26. Indeed, Mr Gregory advanced the sensible point that the local authority might have wished to consider, as a result of any interview, whether it was in the public interest to prosecute this lady. So they might. Interviews would have afforded a sensible opportunity for them to consider that important point. The difficulty with that argument is that section 116(2) (b) does not refer to any public interest requirement but focuses particularly upon a sufficiency of evidence requirement in the opinion of the local authority. It is not, therefore, open to them to delay on the basis that they need more information before deciding whether it was in the public interest to prosecute the lady.
27. The difficulties could so easily have been avoided had the local authority had available a photocopy of the certificate, which it is now asserted was in existence, which could either have been available at the court or sent in advance, when the decision was made to prosecute in order to explain why it was that proceedings were being brought so long after the events to which they relate in April and October.

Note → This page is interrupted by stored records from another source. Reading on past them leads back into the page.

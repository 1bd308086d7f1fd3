use super::super::domain::Field;
use super::super::session::{FormSession, SubmitOutcome};
use super::super::validate::Violation;
use super::common::filled_draft;
use crate::client::PortalClient;

#[test]
fn set_field_reports_incremental_validation() {
    let mut session = FormSession::new();
    let error = session.set_field(Field::Email, "nope").expect("invalid email flagged");
    assert_eq!(error.violation, Violation::InvalidEmail);

    assert!(session.set_field(Field::Email, "ada@example.org").is_none());
    assert_eq!(session.draft().email, "ada@example.org");
}

#[test]
fn blur_revalidates_without_mutating() {
    let session = FormSession::new();
    let error = session.blur(Field::Name).expect("empty required field");
    assert_eq!(error.violation, Violation::MissingField);
    assert!(session.draft().name.is_empty());
}

#[test]
fn suggestions_match_case_insensitive_substrings() {
    let session = FormSession::with_directory(vec![
        "Google".to_string(),
        "OnePlus".to_string(),
        "Nothing".to_string(),
        "Xiaomi".to_string(),
    ]);

    assert_eq!(session.suggestions("no"), vec!["Nothing"]);
    assert_eq!(session.suggestions("PLUS"), vec!["OnePlus"]);
    assert_eq!(session.suggestions("").len(), 4);
    assert!(session.suggestions("sony").is_empty());
}

#[tokio::test]
async fn invalid_draft_blocks_transmission_entirely() {
    // Base URL that would refuse connections; validation must fail first,
    // so no request is ever attempted.
    let client = PortalClient::with_base_url("http://127.0.0.1:9");
    let mut session = FormSession::new();

    match session.submit(&client).await {
        SubmitOutcome::Invalid { errors } => {
            assert!(errors
                .iter()
                .any(|e| e.violation == Violation::MissingField));
        }
        other => panic!("expected validation block, got {other:?}"),
    }
    assert!(!session.is_submitting());
}

#[tokio::test]
async fn transport_failure_is_a_generic_failed_outcome() {
    // Unroutable loopback port: connection refused, no structured body.
    let client = PortalClient::with_base_url("http://127.0.0.1:9");
    let mut session = FormSession::with_draft(filled_draft());

    match session.submit(&client).await {
        SubmitOutcome::Failed { message } => {
            assert_eq!(message, super::super::session::SUBMIT_FAILED_MESSAGE);
        }
        other => panic!("expected generic failure, got {other:?}"),
    }
    assert!(!session.is_submitting());
}

#[tokio::test]
async fn directory_failure_degrades_to_an_empty_suggestion_set() {
    let client = PortalClient::with_base_url("http://127.0.0.1:9");
    let mut session = FormSession::new();
    session.load_companies(&client).await;
    assert!(session.companies().is_empty());
    assert!(session.suggestions("any").is_empty());
}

28. It is plain that by December the local authority must have been aware that the appellant had knowledge that increase in her entitlement to tax credit did indeed affect her entitlement to Housing Benefit because she herself reported that matter on 3rd December 2002 (see paragraph 14 of the case stated). In those circumstances I am driven to the conclusion that the prosecution in relation to both these two offences was outside the time limit in section 116(2) (b). Accordingly on that basis I would allow this appeal and answer the question at paragraph 15(b) in the negative.

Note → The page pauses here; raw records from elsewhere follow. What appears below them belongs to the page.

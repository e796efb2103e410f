use crate::message::{self, Message};
use std::fmt;

// Messages sent by the publisher half, dispatched to the subscriber half.
macro_rules! publisher_msgs {
    {$($name:ident,)*} => {
		#[derive(Clone)]
		pub enum Publisher {
			$($name(message::$name)),*
		}

		$(impl From<message::$name> for Publisher {
			fn from(msg: message::$name) -> Self {
				Publisher::$name(msg)
			}
		})*

		impl From<Publisher> for Message {
			fn from(p: Publisher) -> Self {
				match p {
					$(Publisher::$name(m) => Message::$name(m),)*
				}
			}
		}

		impl TryFrom<Message> for Publisher {
			type Error = Message;

			fn try_from(m: Message) -> Result<Self, Self::Error> {
				match m {
					$(Message::$name(m) => Ok(Publisher::$name(m)),)*
					_ => Err(m),
				}
			}
		}

		impl fmt::Debug for Publisher {
			// Delegate to the message formatter
			fn fmt(&self, f: &mut fmt::Formatter<'_>) -> fmt::Result {
				match self {
					$(Self::$name(ref m) => m.fmt(f),)*
				}
			}
		}
    }
}

publisher_msgs! {
	Announce,
	Unannounce,
	SubscribeOk,
	SubscribeError,
	SubscribeDone,
	TrackStatus,
}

29. That conclusion makes it unnecessary to consider the final point, advanced with becoming diffidence by Mr Fenhalls on behalf of Ms Eyeson, that there was insufficient evidence to conclude that the appellant was guilty of the offences with which she was charged. The careful way in which the justices detail her evidence shows that that is an impossible submission. Since I conclude in her favour in relation to her argument as to delay, she succeeds, and I for my part would draw a veil over those final submissions.
30. For the reasons I have given I would allow this appeal.

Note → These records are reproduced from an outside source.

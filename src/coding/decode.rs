use std::string::FromUtf8Error;

use thiserror::Error;

pub trait Decode: Sized {
	fn decode<B: bytes::Buf>(buf: &mut B) -> Result<Self, DecodeError>;

	// Helper function to make sure we have enough bytes to decode
	fn decode_remaining<B: bytes::Buf>(buf: &mut B, required: usize) -> Result<(), DecodeError> {
		let needed = required.saturating_sub(buf.remaining());
		if needed > 0 {
			Err(DecodeError::More(needed))
		} else {
			Ok(())
		}
	}
}

/// A decode error.
#[derive(Error, Debug, Clone)]
pub enum DecodeError {
	/// Not enough bytes in the buffer; decoding can be retried once at least
	/// this many additional bytes have arrived.
	#[error("fill buffer")]
	More(usize),

	#[error("invalid string")]
	InvalidString(#[from] FromUtf8Error),

	#[error("invalid message type: {0}")]
	InvalidMessage(u64),

	#[error("invalid stream header type: {0}")]
	InvalidStreamHeader(u64),

	#[error("invalid role: {0}")]
	InvalidRole(u64),

	#[error("invalid location type: {0}")]
	InvalidLocationType(u64),

	#[error("invalid group order: {0}")]
	InvalidGroupOrder(u8),

	#[error("invalid object status: {0}")]
	InvalidObjectStatus(u64),

	#[error("invalid track status: {0}")]
	InvalidTrackStatus(u64),

	#[error("invalid value")]
	InvalidValue,

	#[error("duplicate parameter")]
	DuplicateParameter,

	#[error("missing parameter")]
	MissingParameter,

	#[error("bounds exceeded")]
	BoundsExceeded,
}

impl Decode for u8 {
	fn decode<B: bytes::Buf>(r: &mut B) -> Result<Self, DecodeError> {
		Self::decode_remaining(r, 1)?;
		Ok(r.get_u8())
	}
}

impl Decode for String {
	/// Decode a string with a varint length prefix.
	fn decode<B: bytes::Buf>(r: &mut B) -> Result<Self, DecodeError> {
		let size = usize::decode(r)?;
		Self::decode_remaining(r, size)?;

		let mut buf = vec![0; size];
		r.copy_to_slice(&mut buf);
		let str = String::from_utf8(buf)?;

		Ok(str)
	}
}

impl Decode for Vec<u8> {
	fn decode<B: bytes::Buf>(r: &mut B) -> Result<Self, DecodeError> {
		let size = usize::decode(r)?;
		Self::decode_remaining(r, size)?;

		let mut buf = vec![0; size];
		r.copy_to_slice(&mut buf);

		Ok(buf)
	}
}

31. LORD JUSTICE MAURICE KAY: I entirely agree. It follows that the questions (a) and (b) will be answered as indicated by my Lord. The appeal will be allowed, the conviction and sentence quashed.
32. MR FENHALLS: So my Lords know, she has performed the community service which she was required to perform already, but it is a matter of record for my Lords.
33. LORD JUSTICE MAURICE KAY: She cannot have a credit for that.
34. MR FENHALLS: I understand she has paid costs of £160 which were awarded in the Magistrates' Court. I invite my Lords to draw in the quashing of the conviction.
35. LORD JUSTICE MAURICE KAY: Yes, certainly. Costs here, what happens to those?
36. MR FENHALLS: My Lord, a representation has been granted by Nicholas Blake QC so it will be taxed in the usual way.
37. LORD JUSTICE MAURICE KAY: Very well. Thank you both very much indeed.